Stored items:
-- Opening Marker --

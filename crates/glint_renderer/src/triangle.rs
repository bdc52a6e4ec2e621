//! Triangle primitive.
//!
//! Uses the Moller-Trumbore algorithm for ray-triangle intersection.

use glint_core::Material;
use glint_math::{Point, Ray, Vec3, EPSILON};

use crate::shape::{Hit, Shape};

/// A triangle with a precomputed face normal.
pub struct Triangle {
    v0: Point,
    v1: Point,
    v2: Point,
    /// Face normal (unit length)
    normal: Vec3,
    material: Material,
}

impl Triangle {
    /// Create a new triangle from three vertices.
    pub fn new(v0: Point, v1: Point, v2: Point, material: Material) -> Self {
        let edge1 = v1 - v0;
        let edge2 = v2 - v0;
        let normal = edge2.cross(edge1).normalize();

        Self {
            v0,
            v1,
            v2,
            normal,
            material,
        }
    }
}

impl Shape for Triangle {
    /// Moller-Trumbore ray-triangle intersection.
    fn intersect(&self, ray: &Ray) -> Hit {
        let edge1 = self.v1 - self.v0;
        let edge2 = self.v2 - self.v0;

        let h = ray.direction.cross(edge2);
        let a = edge1.dot(h);

        // Ray is parallel to the triangle plane
        if a.abs() < EPSILON {
            return Hit::NO_HIT;
        }

        let f = 1.0 / a;
        let s = ray.origin - self.v0;
        let u = f * s.dot(h);
        if !(0.0..=1.0).contains(&u) {
            return Hit::NO_HIT;
        }

        let q = s.cross(edge1);
        let v = f * ray.direction.dot(q);
        if v < 0.0 || u + v > 1.0 {
            return Hit::NO_HIT;
        }

        let t = f * edge2.dot(q);

        // line intersection behind the ray origin
        if t < EPSILON {
            return Hit::NO_HIT;
        }

        Hit::new(t, self.normal)
    }

    fn material(&self) -> &Material {
        &self.material
    }
}
//! Texture loading and caching for materials.
//!
//! Textures are decoded once, stored as float RGBA grids, and shared
//! between all objects that reference the same file.

use std::collections::HashMap;
use std::path::{Path, PathBuf};
use std::sync::Arc;

use glint_math::Color;
use thiserror::Error;

/// Errors that can occur during texture loading.
#[derive(Error, Debug)]
pub enum TextureError {
    #[error("Failed to load texture: {0}")]
    LoadError(String),

    #[error("IO error: {0}")]
    Io(#[from] std::io::Error),

    #[error("Image decoding error: {0}")]
    ImageError(#[from] image::ImageError),
}

pub type TextureResult<T> = Result<T, TextureError>;

/// A decoded texture with pixel data.
///
/// Channels are byte values scaled to [0, 1]; no transfer curve is applied.
#[derive(Clone, Debug)]
pub struct Texture {
    /// Texture width in pixels
    pub width: u32,

    /// Texture height in pixels
    pub height: u32,

    /// Pixel data as [R, G, B, A] per pixel, row-major from the top-left
    pub pixels: Vec<[f32; 4]>,

    /// Original file path (for debugging)
    pub path: String,
}

impl Texture {
    /// Create a new texture from pixel data.
    pub fn new(width: u32, height: u32, pixels: Vec<[f32; 4]>, path: impl Into<String>) -> Self {
        Self {
            width,
            height,
            pixels,
            path: path.into(),
        }
    }

    /// Create a solid color texture (1x1).
    pub fn solid_color(color: Color) -> Self {
        Self {
            width: 1,
            height: 1,
            pixels: vec![[color.x as f32, color.y as f32, color.z as f32, 1.0]],
            path: "<solid>".to_string(),
        }
    }

    /// Sample the texture at UV coordinates (nearest texel).
    ///
    /// Coordinates are clamped to [0, 1] and map straight onto the pixel
    /// grid, with (0, 0) at the top-left of the decoded image.
    pub fn color_at(&self, u: f64, v: f64) -> Color {
        let x = (u.clamp(0.0, 1.0) * (self.width - 1) as f64) as u32;
        let y = (v.clamp(0.0, 1.0) * (self.height - 1) as f64) as u32;

        let p = self.get_pixel(x, y);
        Color::new(p[0] as f64, p[1] as f64, p[2] as f64)
    }

    /// Get pixel at integer coordinates.
    fn get_pixel(&self, x: u32, y: u32) -> [f32; 4] {
        let idx = (y * self.width + x) as usize;
        self.pixels
            .get(idx)
            .copied()
            .unwrap_or([0.0, 0.0, 0.0, 1.0])
    }

    /// Get total size in bytes (approximate).
    pub fn size_bytes(&self) -> usize {
        self.pixels.len() * std::mem::size_of::<[f32; 4]>()
    }
}

/// Cache for loaded textures.
///
/// Textures are loaded on demand and cached by path for reuse.
pub struct TextureCache {
    /// Cached textures by file path
    textures: HashMap<String, Arc<Texture>>,

    /// Base directory for resolving relative paths
    base_dir: Option<PathBuf>,
}

impl TextureCache {
    /// Create a new empty texture cache.
    pub fn new() -> Self {
        Self {
            textures: HashMap::new(),
            base_dir: None,
        }
    }

    /// Create a texture cache with a base directory for relative paths.
    pub fn with_base_dir(base_dir: impl Into<PathBuf>) -> Self {
        Self {
            textures: HashMap::new(),
            base_dir: Some(base_dir.into()),
        }
    }

    /// Load a texture from file, using the cache if available.
    pub fn load(&mut self, path: &str) -> TextureResult<Arc<Texture>> {
        if let Some(texture) = self.textures.get(path) {
            return Ok(texture.clone());
        }

        let full_path = self.resolve_path(path);
        let texture = Arc::new(load_texture_file(&full_path)?);
        self.textures.insert(path.to_string(), texture.clone());

        log::debug!(
            "Loaded texture: {} ({}x{}, {:.1} KB)",
            path,
            texture.width,
            texture.height,
            texture.size_bytes() as f32 / 1024.0
        );

        Ok(texture)
    }

    /// Get a cached texture without loading.
    pub fn get(&self, path: &str) -> Option<Arc<Texture>> {
        self.textures.get(path).cloned()
    }

    /// Get the number of cached textures.
    pub fn len(&self) -> usize {
        self.textures.len()
    }

    /// Check if the cache is empty.
    pub fn is_empty(&self) -> bool {
        self.textures.is_empty()
    }

    /// Resolve a path relative to the base directory.
    fn resolve_path(&self, path: &str) -> PathBuf {
        let path = Path::new(path);

        if path.is_absolute() {
            path.to_path_buf()
        } else if let Some(base) = &self.base_dir {
            base.join(path)
        } else {
            path.to_path_buf()
        }
    }
}

impl Default for TextureCache {
    fn default() -> Self {
        Self::new()
    }
}

/// Load a texture from a file path.
fn load_texture_file(path: &Path) -> TextureResult<Texture> {
    let img = image::open(path).map_err(|e| {
        TextureError::LoadError(format!("Failed to open {}: {}", path.display(), e))
    })?;

    let rgba = img.to_rgba8();
    let (width, height) = rgba.dimensions();

    let pixels: Vec<[f32; 4]> = rgba
        .pixels()
        .map(|p| {
            [
                p[0] as f32 / 255.0,
                p[1] as f32 / 255.0,
                p[2] as f32 / 255.0,
                p[3] as f32 / 255.0,
            ]
        })
        .collect();

    Ok(Texture::new(
        width,
        height,
        pixels,
        path.to_string_lossy().to_string(),
    ))
}
//! Bucket-based tile rendering.
//!
//! Divides the image into rectangular tiles (buckets) that can be rendered
//! independently and in parallel using rayon.

use crate::renderer::render_pixel;
use crate::scene::Scene;
use glint_math::Color;

/// A rectangular region of the image to render.
#[derive(Debug, Clone, Copy)]
pub struct Bucket {
    /// X coordinate of the bucket's top-left corner
    pub x: u32,
    /// Y coordinate of the bucket's top-left corner
    pub y: u32,
    /// Width of the bucket in pixels
    pub width: u32,
    /// Height of the bucket in pixels
    pub height: u32,
    /// Index of this bucket in the render order
    pub index: usize,
}

impl Bucket {
    /// Create a new bucket.
    pub fn new(x: u32, y: u32, width: u32, height: u32, index: usize) -> Self {
        Self {
            x,
            y,
            width,
            height,
            index,
        }
    }

    /// Get the total number of pixels in this bucket.
    pub fn pixel_count(&self) -> u32 {
        self.width * self.height
    }
}

/// Default bucket size in pixels.
pub const DEFAULT_BUCKET_SIZE: u32 = 64;

/// Generate the bucket grid covering an image, in row-major order.
pub fn generate_buckets(width: u32, height: u32, bucket_size: u32) -> Vec<Bucket> {
    let mut buckets = Vec::new();
    let mut index = 0;

    let mut y = 0;
    while y < height {
        let mut x = 0;
        while x < width {
            let bw = bucket_size.min(width - x);
            let bh = bucket_size.min(height - y);
            buckets.push(Bucket::new(x, y, bw, bh, index));
            index += 1;
            x += bucket_size;
        }
        y += bucket_size;
    }

    buckets
}

/// Render a single bucket to a vector of colors.
///
/// Returns pixels in row-major order within the bucket. `image_height` is
/// the full image height, needed to place the bucket's rows on the image
/// plane.
pub fn render_bucket(bucket: &Bucket, scene: &Scene, image_height: u32) -> Vec<Color> {
    let mut pixels = Vec::with_capacity(bucket.pixel_count() as usize);

    for local_y in 0..bucket.height {
        for local_x in 0..bucket.width {
            let global_x = bucket.x + local_x;
            let global_y = bucket.y + local_y;
            pixels.push(render_pixel(scene, image_height, global_x, global_y));
        }
    }

    pixels
}

/// Result of rendering a bucket.
#[derive(Debug, Clone)]
pub struct BucketResult {
    /// The bucket that was rendered
    pub bucket: Bucket,
    /// Pixel colors in row-major order
    pub pixels: Vec<Color>,
}

impl BucketResult {
    /// Create a new bucket result.
    pub fn new(bucket: Bucket, pixels: Vec<Color>) -> Self {
        Self { bucket, pixels }
    }
}
//! Command line front end: load a scene, render it, write a PNG.

use std::path::PathBuf;
use std::time::Instant;

use anyhow::{Context, Result};
use clap::Parser;
use log::{info, LevelFilter};

use glint_renderer::{render, Scene};

/// Command line arguments.
#[derive(Parser)]
#[command(name = "glint")]
#[command(about = "A Whitted-style ray tracer")]
struct Args {
    /// Scene description file (JSON)
    scene: PathBuf,

    /// Output image path
    #[arg(short, long, default_value = "out.png")]
    output: PathBuf,

    /// Image width in pixels
    #[arg(long, default_value_t = 400)]
    width: u32,

    /// Image height in pixels
    #[arg(long, default_value_t = 400)]
    height: u32,

    /// Enable debug logging
    #[arg(short, long)]
    verbose: bool,
}

fn main() -> Result<()> {
    let args = Args::parse();

    env_logger::Builder::from_default_env()
        .filter_level(if args.verbose {
            LevelFilter::Debug
        } else {
            LevelFilter::Info
        })
        .init();

    let description = glint_core::load_scene(&args.scene)
        .with_context(|| format!("failed to load scene {}", args.scene.display()))?;

    let scene = Scene::from_description(description);

    info!("Tracing {}x{}...", args.width, args.height);
    let start = Instant::now();
    let image = render(&scene, args.width, args.height);
    info!("Traced in {:.2?}", start.elapsed());

    image
        .write_png(&args.output)
        .with_context(|| format!("failed to write image {}", args.output.display()))?;
    info!("Wrote {}", args.output.display());

    Ok(())
}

-- Closing Marker --

WHAT THE TASK REQUIRES -
In the records above, count the lines that contain the word "bool" and state only that count.

PROBLEM SOLUTION -
2